Problem requirements ▸ Tally the lines in the records below that contain "value" and return only the result.

BEGIN Data supplied

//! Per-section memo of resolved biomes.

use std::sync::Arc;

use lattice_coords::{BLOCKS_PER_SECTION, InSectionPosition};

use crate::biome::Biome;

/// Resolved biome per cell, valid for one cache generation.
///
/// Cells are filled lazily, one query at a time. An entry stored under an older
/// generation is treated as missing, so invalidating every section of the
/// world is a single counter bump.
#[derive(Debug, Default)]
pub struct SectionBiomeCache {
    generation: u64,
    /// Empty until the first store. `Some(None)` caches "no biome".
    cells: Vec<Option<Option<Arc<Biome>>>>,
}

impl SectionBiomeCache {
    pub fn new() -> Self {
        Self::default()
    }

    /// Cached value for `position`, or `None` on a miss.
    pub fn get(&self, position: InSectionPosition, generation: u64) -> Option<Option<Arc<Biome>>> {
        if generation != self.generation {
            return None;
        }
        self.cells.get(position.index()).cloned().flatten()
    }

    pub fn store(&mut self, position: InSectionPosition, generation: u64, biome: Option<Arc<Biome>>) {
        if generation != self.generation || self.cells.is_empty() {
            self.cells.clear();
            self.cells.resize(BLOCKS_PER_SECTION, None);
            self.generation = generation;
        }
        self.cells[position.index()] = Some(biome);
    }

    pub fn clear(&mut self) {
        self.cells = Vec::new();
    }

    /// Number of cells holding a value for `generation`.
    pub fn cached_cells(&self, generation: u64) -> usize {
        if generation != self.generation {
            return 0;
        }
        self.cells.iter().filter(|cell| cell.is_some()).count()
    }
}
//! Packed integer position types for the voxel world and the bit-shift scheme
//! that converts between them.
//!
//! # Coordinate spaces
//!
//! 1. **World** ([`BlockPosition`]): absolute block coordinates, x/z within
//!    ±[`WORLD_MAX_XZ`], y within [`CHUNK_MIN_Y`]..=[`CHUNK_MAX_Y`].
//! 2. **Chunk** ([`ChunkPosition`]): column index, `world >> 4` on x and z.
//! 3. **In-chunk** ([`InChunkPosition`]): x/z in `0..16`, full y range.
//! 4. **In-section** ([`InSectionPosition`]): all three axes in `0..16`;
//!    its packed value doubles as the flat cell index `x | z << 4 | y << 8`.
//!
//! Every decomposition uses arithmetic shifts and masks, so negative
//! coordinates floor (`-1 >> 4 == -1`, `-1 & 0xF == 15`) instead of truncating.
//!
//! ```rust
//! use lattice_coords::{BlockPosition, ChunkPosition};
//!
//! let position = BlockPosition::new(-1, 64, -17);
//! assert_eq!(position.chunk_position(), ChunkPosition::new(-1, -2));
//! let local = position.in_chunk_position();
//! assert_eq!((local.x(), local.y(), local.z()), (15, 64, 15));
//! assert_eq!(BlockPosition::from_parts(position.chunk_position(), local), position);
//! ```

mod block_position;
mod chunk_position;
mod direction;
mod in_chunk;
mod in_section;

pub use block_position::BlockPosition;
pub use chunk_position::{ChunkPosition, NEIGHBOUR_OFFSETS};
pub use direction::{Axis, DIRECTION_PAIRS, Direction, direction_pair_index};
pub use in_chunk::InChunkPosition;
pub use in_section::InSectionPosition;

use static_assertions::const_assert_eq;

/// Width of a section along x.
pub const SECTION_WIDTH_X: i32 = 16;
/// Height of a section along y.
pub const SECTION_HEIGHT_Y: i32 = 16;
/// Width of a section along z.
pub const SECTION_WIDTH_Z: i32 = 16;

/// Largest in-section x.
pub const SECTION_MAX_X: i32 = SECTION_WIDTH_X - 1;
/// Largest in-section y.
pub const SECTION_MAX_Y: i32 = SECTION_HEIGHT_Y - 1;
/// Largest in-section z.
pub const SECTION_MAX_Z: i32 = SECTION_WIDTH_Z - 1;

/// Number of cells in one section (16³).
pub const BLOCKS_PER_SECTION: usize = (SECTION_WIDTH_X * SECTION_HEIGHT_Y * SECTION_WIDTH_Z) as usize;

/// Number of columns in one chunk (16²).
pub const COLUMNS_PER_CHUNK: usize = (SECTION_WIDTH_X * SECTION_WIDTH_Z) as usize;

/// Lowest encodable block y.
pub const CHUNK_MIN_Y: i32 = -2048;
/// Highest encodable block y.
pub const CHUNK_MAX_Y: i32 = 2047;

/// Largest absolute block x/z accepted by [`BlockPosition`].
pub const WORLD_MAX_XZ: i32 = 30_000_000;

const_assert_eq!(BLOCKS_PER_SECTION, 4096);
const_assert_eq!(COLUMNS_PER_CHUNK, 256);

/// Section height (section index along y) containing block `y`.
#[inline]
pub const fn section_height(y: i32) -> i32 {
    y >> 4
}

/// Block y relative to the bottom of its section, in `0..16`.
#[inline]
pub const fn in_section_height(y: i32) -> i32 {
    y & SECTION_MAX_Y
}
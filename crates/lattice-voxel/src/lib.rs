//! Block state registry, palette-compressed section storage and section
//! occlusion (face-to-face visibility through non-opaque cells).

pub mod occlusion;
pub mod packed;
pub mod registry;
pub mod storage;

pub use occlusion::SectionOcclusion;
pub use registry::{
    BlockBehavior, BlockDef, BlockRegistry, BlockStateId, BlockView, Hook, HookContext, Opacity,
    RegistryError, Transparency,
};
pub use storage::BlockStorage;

END Data supplied

Solution to this task ▸ 3